Agora será a Assembleia Municpal de Lisboa a pronunciar-se. Depois de quase seis horas de debate, divididas entre quarta-feira e a manhã desta sexta-feira, a vereação acabou por aprovar as duas propostas relativas à transferência de competências e respectivos recursos humanos da câmara municipal para as juntas de freguesia. Mantendo o tom tenso da sessão anterior, os vereadores acabaram por votar as propostas 915/2013 e 916/2013, com os votos contra do PCP (João Ferreira e Carlos Moura) e a abstenção do CDS-PP (João Gonçalves Pereira). As propostas de alteração dos moldes de realização do processo apresentadas pelos vereadores comunistas acabaram por ser rejeitadas, bem como a do vereador centrista a solicitar o adiamento por seis meses da transferência. Prevê-se que a agitação laboral se possa agudizar grandemente, com a perspectiva de passagem eminente de 1800 trabalhadores da autarquia para os quadros das juntas de freguesia.

As juntas assumirão as suas novas competências, antes desempenhadas pela câmara municipal, a 30 de Janeiro, no mesmo momento em que receberem a primeira de quatro tranches do Orçamento de Estado, num total de 68 milhões de euros. Mas, até lá, terão que estar completamente definidos e aprovados pela Assembleia Municipal o “elenco das missões de interesse geral e comum a toda ou a uma parte significativa da cidade, bem como dos espaços, das vias e dos equipamentos de natureza estruturante para a cidade ou para a execução daquelas missões” (proposta 915/2013), bem como “os critérios de transição dos recursos humanos do mapa de pessoal do município que acompanham a atribuição das novas competências” (proposta 916/2013). A maioria socialista na assembleia deixa adivinhar a aprovação de ambas. Mas a contestação deverá subir de tom, sobretudo por parte dos funcionários camarários que se recusarem a fazer a mudança.

Na sessão extra desta manhã, assistiu-se a um reiterar exaustivo da argumentação dos partidos, com especial evidência para a frontal oposição dos comunistas liderados pelos vereador João Ferreira ao processo de transferência de competências e de trabalhadores. “Não encontrámos nenhuma alteração que mude os pressupostos que nos levaram a recusar as duas propostas [na quarta-feira]”, disse, logo de início. O eleito pelo PCP pediu, por isso, que fossem introduzidas alterações às propostas colocadas a votação, para garantir que “nenhum trabalhador deve ser transferido contra a sua vontade, mas sim em regime voluntário”. João Ferreira sugeria que seria apenas uma forma de minimizar estragos relativamente aos direitos dos trabalhadores, num processo em que o seu partido demonstra uma “discordância de princípio”. E voltou a pedir a reavaliação do mesmo, dentro de um ano.
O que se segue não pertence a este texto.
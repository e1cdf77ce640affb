//! Group elements of edwards25519
//!
//! Points on -x² + y² = 1 + d·x²·y² are carried in several representations,
//! each suited to one step of a scalar multiplication:
//!
//! | Type | Coordinates | Affine point |
//! |---|---|---|
//! | [`ProjectivePoint`] | (X:Y:Z) | (X/Z, Y/Z) |
//! | [`ExtendedPoint`] | (X:Y:Z:T), XY = ZT | (X/Z, Y/Z) |
//! | [`CompletedPoint`] | ((X:Z),(Y:T)) | (X/Z, Y/T) |
//! | [`CachedPoint`] | (Y+X, Y-X, Z, 2dT) | addend form of an extended point |
//! | [`PrecomputedPoint`] | (y+x, y-x, 2dxy) | affine table entry, Z = 1 |
//!
//! Doubling and addition produce a `CompletedPoint`, which is then projected
//! back to projective (3 multiplications) or extended (4 multiplications)
//! depending on what the next step needs.

mod cached;
mod completed;
mod compressed;
mod extended;
mod precomputed;
mod projective;

pub use cached::CachedPoint;
pub use completed::CompletedPoint;
pub use compressed::CompressedPoint;
pub use extended::ExtendedPoint;
pub use precomputed::PrecomputedPoint;
pub use projective::ProjectivePoint;

use super::constants::POINT_COMPRESSED_SIZE;
use super::field::FieldElement;

/// Encode affine (X/Z, Y/Z): canonical y with the parity of x in bit 255
fn encode(x: &FieldElement, y: &FieldElement, z: &FieldElement) -> [u8; POINT_COMPRESSED_SIZE] {
    let recip = z.invert();
    let x = x.mul(&recip);
    let y = y.mul(&recip);

    let mut s = y.to_bytes();
    s[31] ^= x.is_negative().unwrap_u8() << 7;
    s
}
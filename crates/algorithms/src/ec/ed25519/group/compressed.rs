use ed25519_core_api::Serialize;

use super::ExtendedPoint;
use crate::ec::ed25519::constants::POINT_COMPRESSED_SIZE;
use crate::error::{validate, Result};

/// Wire form of a point: canonical y, sign of x in the top bit
#[derive(Clone, Copy, Debug, PartialEq, Eq, Hash)]
#[cfg_attr(feature = "serde", derive(serde::Serialize, serde::Deserialize))]
pub struct CompressedPoint {
    pub(crate) bytes: [u8; POINT_COMPRESSED_SIZE],
}

impl CompressedPoint {
    /// Wrap 32 encoded bytes. No validation happens until
    /// [`decompress`](Self::decompress).
    pub fn from_bytes(bytes: &[u8; POINT_COMPRESSED_SIZE]) -> Self {
        CompressedPoint { bytes: *bytes }
    }

    /// Wrap a byte slice, which must be 32 bytes long
    pub fn from_slice(bytes: &[u8]) -> Result<Self> {
        validate::length("compressed point", bytes.len(), POINT_COMPRESSED_SIZE)?;
        let mut out = [0u8; POINT_COMPRESSED_SIZE];
        out.copy_from_slice(bytes);
        Ok(CompressedPoint { bytes: out })
    }

    /// View the encoded bytes
    pub fn as_bytes(&self) -> &[u8; POINT_COMPRESSED_SIZE] {
        &self.bytes
    }

    /// Copy out the encoded bytes
    pub fn to_bytes(&self) -> [u8; POINT_COMPRESSED_SIZE] {
        self.bytes
    }

    /// Decode to an extended point
    pub fn decompress(&self) -> Result<ExtendedPoint> {
        ExtendedPoint::from_bytes(&self.bytes)
    }
}

impl AsRef<[u8]> for CompressedPoint {
    fn as_ref(&self) -> &[u8] {
        &self.bytes
    }
}

impl From<[u8; POINT_COMPRESSED_SIZE]> for CompressedPoint {
    fn from(bytes: [u8; POINT_COMPRESSED_SIZE]) -> Self {
        CompressedPoint { bytes }
    }
}

impl Serialize for CompressedPoint {
    type Bytes = [u8; POINT_COMPRESSED_SIZE];

    fn from_bytes(bytes: &[u8]) -> ed25519_core_api::Result<Self> {
        Ok(Self::from_slice(bytes)?)
    }

    fn to_bytes(&self) -> Self::Bytes {
        self.bytes
    }
}
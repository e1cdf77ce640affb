use subtle::{Choice, ConstantTimeEq};
use zeroize::Zeroize;

use super::{encode, CompletedPoint, CompressedPoint};
use crate::ec::ed25519::constants::POINT_COMPRESSED_SIZE;
use crate::ec::ed25519::field::FieldElement;

/// Point in projective coordinates (X:Y:Z), affine (X/Z, Y/Z)
#[derive(Clone, Copy, Debug, Zeroize)]
pub struct ProjectivePoint {
    pub(crate) x: FieldElement,
    pub(crate) y: FieldElement,
    pub(crate) z: FieldElement,
}

impl ProjectivePoint {
    /// Identity element (0, 1)
    pub fn identity() -> Self {
        ProjectivePoint {
            x: FieldElement::zero(),
            y: FieldElement::one(),
            z: FieldElement::one(),
        }
    }

    /// Double a point: 2P as a completed point
    ///
    /// Costs 3 squarings and 1 doubled squaring. Input limbs may be up to
    /// the unreduced bound produced by additions.
    pub fn double(&self) -> CompletedPoint {
        let xx = self.x.square();
        let yy = self.y.square();
        let b = self.z.square2();
        let a = self.x.add(&self.y).square();

        let y = yy.add(&xx);
        let z = yy.sub(&xx);
        CompletedPoint {
            x: a.sub(&y),
            y,
            z,
            t: b.sub(&z),
        }
    }

    /// Encode as 32 bytes
    pub fn to_bytes(&self) -> [u8; POINT_COMPRESSED_SIZE] {
        encode(&self.x, &self.y, &self.z)
    }

    /// Compress to a [`CompressedPoint`]
    pub fn compress(&self) -> CompressedPoint {
        CompressedPoint::from_bytes(&self.to_bytes())
    }
}

impl Default for ProjectivePoint {
    fn default() -> Self {
        Self::identity()
    }
}

impl ConstantTimeEq for ProjectivePoint {
    fn ct_eq(&self, other: &Self) -> Choice {
        // X1/Z1 == X2/Z2 and Y1/Z1 == Y2/Z2 without inversion
        self.x.mul(&other.z).ct_eq(&other.x.mul(&self.z))
            & self.y.mul(&other.z).ct_eq(&other.y.mul(&self.z))
    }
}

impl PartialEq for ProjectivePoint {
    fn eq(&self, other: &Self) -> bool {
        self.ct_eq(other).into()
    }
}

impl Eq for ProjectivePoint {}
À imagem do que sucedera há dois dias, a posição de Ferreira foi fustigada pela quase totalidade do executivo socialista, a começar pelo presidente. Um a um, os eleitos da maioria foram pedindo a palavra, defendendo a o processo e censurando fortamente a posição de “entrave” por parte do PCP. António Costa prosseguiu a estratégia dos últimos dias de reproduzir à exaustão as motivações, as vantagens, as garantias, o percurso histórico, os obstáculos e os perigos associados à reforma administrativa da cidade – iniciada em 2008 e que agora culmina. “Estamos a cumprir a lei, apenas isso. O critério seguido foi o de realizar a transferência de competências com a menor perturbação do serviço público, este é o modelo que garante maior estabailidade. Ao mesmo tempo, assegura a manutenção dos direitos adquiridos dos trabalhadores”, disse.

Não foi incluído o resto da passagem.